How can we prove that there are no other integers with $\phi(n)=2$ besides 3,4,6? Where $\phi(n)$ is Euler's phi function that counts the number of relatively prime integers less than or equal to n.
I've been able to compute that 3,4,6 all have only 2 relatively prime integers less than or equal to them, however I'm unsure how to prove that there are indeed no others. While I am certain that this is the case, how can this be proved rigorously?
 A: The trickiest thing about this proof is figuring out how to organize the casework. Here's one way to do it:
If $n = 2^k$ is a power of two then $\varphi(n) = 2^{k-1}$ so we see that we can only have $k = 2$, so $n = \boxed{4}$.
Otherwise, $n$ has some odd prime power factor $p^k$, and then $\varphi(n)$ must be divisible by $\varphi(p^k) = (p-1) p^{k-1}$. Since $p$ is odd, $2 \mid (p-1)$, so $\varphi(p^k)$ will be strictly larger than $2$ unless $p = 3, k = 1$. So now we must have $n = 2^k \cdot 3$, which gives $\varphi(n) = 2^k$ for $k \ge 1$, hence $k = 1$, so $n = \boxed{6}$, or $\varphi(3) = 2$ for $k = 0$, so $n = \boxed{3}$.
Exercise. Generalize this argument to show that for any $m$ there are finitely many $n$ such that $\varphi(n) = m$. Can you compute which $n$ these are for other small values of $m$, say $m = 4$ or $m = 6$? (Hint: prove it in two stages. First prove that there are only finitely many possible prime factors for $n$. Second prove that the exponent of each of these prime factors is bounded. Working through the small cases $m = 4$ and $m = 6$ first would be a good idea as a warmup.)

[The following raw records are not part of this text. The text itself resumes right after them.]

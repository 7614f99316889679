//! Core types for the hexgrid engine.
//!
//! This is the leaf crate with zero internal dependencies. It defines
//! the axial coordinate type [`GridPos`], the six-direction adjacency
//! table shared by every algorithm in the workspace, and the identifier
//! bound the grid places on externally owned entities.

#![deny(missing_docs)]
#![deny(rustdoc::broken_intra_doc_links)]
#![forbid(unsafe_code)]

pub mod id;
pub mod pos;

pub use id::{EntityId, EntityKey};
pub use pos::{GridPos, DIRECTIONS};
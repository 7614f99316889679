//! Error types for grid construction.

use hexgrid_core::GridPos;
use std::fmt;

/// Errors arising from grid configuration or construction.
///
/// Only construction can fail. Queries against off-grid coordinates are
/// absorbed at the API boundary (logged, neutral result) and never surface
/// as a `GridError`.
#[derive(Debug, Clone, PartialEq)]
pub enum GridError {
    /// Attempted to construct a grid with zero cells.
    EmptyGrid,
    /// A dimension is even, so the tiling has no centre cell.
    EvenDimension {
        /// Which dimension (`"width"` or `"height"`).
        name: &'static str,
        /// The rejected value.
        value: u32,
    },
    /// A dimension exceeds the supported maximum.
    DimensionTooLarge {
        /// Which dimension (`"width"` or `"height"`).
        name: &'static str,
        /// The rejected value.
        value: u32,
        /// Maximum allowed value.
        max: u32,
    },
    /// The hexagon width is zero, negative, or not finite.
    InvalidHexWidth {
        /// The rejected value.
        value: f32,
    },
    /// Cell generation did not produce a point-symmetric tiling.
    AsymmetricLayout {
        /// First generated cell.
        first: GridPos,
        /// Last generated cell, expected to be `-first`.
        last: GridPos,
    },
}

impl fmt::Display for GridError {
    fn fmt(&self, f: &mut fmt::Formatter<'_>) -> fmt::Result {
        match self {
            Self::EmptyGrid => write!(f, "grid must have at least one cell"),
            Self::EvenDimension { name, value } => {
                write!(f, "{name} must be odd, got {value}")
            }
            Self::DimensionTooLarge { name, value, max } => {
                write!(f, "{name} {value} exceeds maximum {max}")
            }
            Self::InvalidHexWidth { value } => {
                write!(f, "hexagon width must be finite and positive, got {value}")
            }
            Self::AsymmetricLayout { first, last } => {
                write!(f, "incoherent first/last cell: first {first}, last {last}")
            }
        }
    }
}

impl std::error::Error for GridError {}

A: First prove that if $n = \prod p_i^{k_i}$ is the unique prime factorization of $n$ then $\phi(n) = \prod p_i^{k_i - 1} \prod (p_i - 1)$.  You should have already proven this.  The statement is totally equivalent to: 1) if $\gcd(a,b)= 1$ then $\phi(ab) = \phi(a)\phi (b)$ and $\phi(p^k)=p^{k-1}(p-1)$ if $p$ is prime and 2) $\phi( n )= n\prod_{p|n}(1-\frac 1p)$.

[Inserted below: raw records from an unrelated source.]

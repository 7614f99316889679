//! Bounded hexagonal grid engine.
//!
//! This crate defines [`HexGrid`], a point-symmetric pointy-top hex tiling
//! built once from odd width/height, together with everything gameplay code
//! asks of it:
//!
//! - **Axial math** ([`HexLayout`]): world position to cell and back, cube rounding.
//! - **Topology**: validity testing and per-cell occupant lists ([`Cell`]).
//! - **Metrics**: neighbours, hex distance, rings, spirals and lines.
//! - **Traversal**: movement range, line of sight, view range and A* paths,
//!   all parameterised by caller-supplied [`CellRules`].
//! - **Membership**: the entity to cells index, including deterministic
//!   bulk placement.
//!
//! # Example
//!
//! ```
//! use hexgrid_core::{EntityId, GridPos};
//! use hexgrid_space::{HexGrid, OpenGround};
//!
//! let mut grid: HexGrid<EntityId> = HexGrid::new(5, 5, 1.0).unwrap();
//! assert_eq!(grid.neighbors(GridPos::ORIGIN, false).len(), 6);
//!
//! grid.add_entity_at(EntityId(7), GridPos::new(1, 0));
//! assert_eq!(grid.entities_at(GridPos::new(1, 0)), &[EntityId(7)]);
//!
//! let path = grid.find_path(GridPos::new(-2, 0), GridPos::new(2, 0), false, &OpenGround);
//! assert_eq!(path.len(), 5);
//! ```

#![deny(missing_docs)]
#![deny(rustdoc::broken_intra_doc_links)]
#![forbid(unsafe_code)]

pub mod axial;
pub mod config;
pub mod error;
pub mod grid;
pub mod membership;
pub mod metrics;
pub mod rules;
pub mod traversal;

#[cfg(test)]
pub(crate) mod compliance;

pub use axial::HexLayout;
pub use config::GridConfig;
pub use error::GridError;
pub use grid::{Cell, HexGrid};
pub use rules::{CellRules, Occupancy, OpenGround};
pub use traversal::MovementRange;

Then we have $2 = \prod p_i^{k_i -1} \prod (p_i-1)$.  The only way that can happen is if either i) $\prod p^{k_i-1} = 2$ and $\prod (p_i-1) = 1$ or if ii) $\prod p_i^{k_i-1} = 1$ and $\prod (p_i-1) = 2$.
If i) then $\prod (p_i-1) = 1$ imples $\{p_i\} = \{2\}$ and $\prod p^{k_i-1} = 2^1$ implies $\{p_i\} = 2$ and $k_i = 2$ so $n = 2^2 = 4$.

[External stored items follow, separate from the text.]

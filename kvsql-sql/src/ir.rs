//! Internal statement representation shared by the compiler and the plan
//! bodies.

use std::cmp::Ordering;

use kvsql_plan::{ParameterSet, ParameterValue, TableDef, Value};
use kvsql_result::{Error, Result};

/// A literal or a named host-variable reference.
#[derive(Debug, Clone, PartialEq)]
pub(crate) enum ScalarExpr {
    Literal(Option<Value>),
    Parameter(String),
}

impl ScalarExpr {
    /// Evaluate against the bound parameter set.
    pub(crate) fn eval(&self, parameters: Option<&ParameterSet>) -> Result<Option<Value>> {
        match self {
            ScalarExpr::Literal(value) => Ok(value.clone()),
            ScalarExpr::Parameter(name) => {
                let parameters = parameters.ok_or_else(|| {
                    Error::ValueEvaluation(format!(
                        "statement references parameter :{name} but no parameters were bound"
                    ))
                })?;
                let entry = parameters.get(name).ok_or_else(|| {
                    Error::ValueEvaluation(format!("parameter :{name} is not bound"))
                })?;
                match &entry.value {
                    ParameterValue::Value(value) => Ok(Some(value.clone())),
                    ParameterValue::Null => Ok(None),
                    ParameterValue::ReferenceColumnPosition(_)
                    | ParameterValue::ReferenceColumnName(_) => Err(Error::ValueEvaluation(
                        format!("parameter :{name} is an unexpanded load reference"),
                    )),
                }
            }
        }
    }
}

#[derive(Debug, Clone, Copy, PartialEq, Eq)]
pub(crate) enum CompareOp {
    Eq,
    Ne,
    Lt,
    Le,
    Gt,
    Ge,
}

impl CompareOp {
    pub(crate) fn matches(&self, ordering: Option<Ordering>) -> bool {
        match (self, ordering) {
            (CompareOp::Eq, Some(Ordering::Equal)) => true,
            (CompareOp::Ne, Some(Ordering::Less | Ordering::Greater)) => true,
            (CompareOp::Lt, Some(Ordering::Less)) => true,
            (CompareOp::Le, Some(Ordering::Less | Ordering::Equal)) => true,
            (CompareOp::Gt, Some(Ordering::Greater)) => true,
            (CompareOp::Ge, Some(Ordering::Greater | Ordering::Equal)) => true,
            _ => false,
        }
    }
}

/// `column <op> scalar`; the only WHERE shape the subset accepts.
#[derive(Debug, Clone)]
pub(crate) struct Filter {
    pub column: String,
    pub op: CompareOp,
    pub value: ScalarExpr,
}

#[derive(Debug, Clone)]
pub(crate) enum Projection {
    Column(String),
    CountStar,
}

#[derive(Debug, Clone)]
pub(crate) struct OrderBy {
    pub column: String,
    pub ascending: bool,
}

/// One parsed statement.
#[derive(Debug, Clone)]
pub(crate) enum StatementIr {
    CreateTable {
        table: TableDef,
        primary_key: Vec<String>,
    },
    CreateIndex {
        name: String,
        table: String,
        columns: Vec<String>,
    },
    DropTable {
        name: String,
    },
    Insert {
        table: String,
        columns: Vec<String>,
        rows: Vec<Vec<ScalarExpr>>,
    },
    Select {
        table: String,
        projections: Vec<Projection>,
        filter: Option<Filter>,
        order_by: Option<OrderBy>,
    },
    Update {
        table: String,
        assignments: Vec<(String, ScalarExpr)>,
        filter: Option<Filter>,
    },
    Delete {
        table: String,
        filter: Option<Filter>,
    },
}

impl StatementIr {
    /// Rough cost hint for the plan mirror. Point operations are cheap;
    /// anything that scans gets a higher level.
    pub(crate) fn work_level(&self) -> u32 {
        match self {
            StatementIr::CreateTable { .. }
            | StatementIr::CreateIndex { .. }
            | StatementIr::DropTable { .. } => 0,
            StatementIr::Insert { .. } => 1,
            StatementIr::Select { filter, .. } => match filter {
                Some(filter) if filter.op == CompareOp::Eq => 1,
                _ => 3,
            },
            StatementIr::Update { .. } | StatementIr::Delete { .. } => 3,
        }
    }
}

if ii) then $\prod p_i^{k_i-1} = 1$ implies $k_i =1$ of all the $p_i$ and $n = \prod p_i$, a square-free number.  Then $\prod (p_i - 1) =2$ implies that one of the $p_i-1 = 2$ and all the other $p_j$ (if any) are $p_j -1 = 1$. One of the prime factors is $3$ and if there is any other prime factor it can only be $2$.  but there need not be any other prime factor.  So we could have $n=3$ or $n=2\cdot 3 = 6$.
....
If that was too hand-wavy, here is a coffin with a few dozen nails:
Suppose $p> 3$ is a prime divisor of $n=\prod p_i^{k_i}$.  Then $\phi(n) = \prod p_i^{k_i - 1} \prod (p_i - 1)$ so $p-1|\phi(n)$.  But $p-1 > 2$ so $\phi(n) > 2$.  So if $\phi(n) = 2$ then $n$ has no prime divisors greater than $3$.
So $n = 2^a$ or $n = 3^b$ or $n=2^a3^b$ or $n = 1$.
If $n = 2^a$ then $\phi(n) = 2^{a-1}(2-1) = 2^{a-1}=2$.  So $a-1 =1$ and $a=2$ and $n = 2^2 = 4$.
If $n=3^b$ then $\phi(n) = 3^{b-1}(3-1) = 2\cdot 3^{b-1} =2$.  So $b-1 =0$ and $b=1$ and $n = 3^1=3$.
If $n = 2^a3^b$ then $\phi(n) = 2^{a-1}3^{b-1}(2-1)(3-1) = 2\cdot 2^{a-1}3^{b-1} = 2^a3^{b-1} =2$.  So $a =1$ and $b-1 =0$ and $b=1$ and $n = 2^1\cdot 3^1 = 6$.
And of course if $n= 1$ then $\phi(n)=\phi(1) =1\ne 2$
So $4,3,6$ are the only three options for $\phi(n) =2$.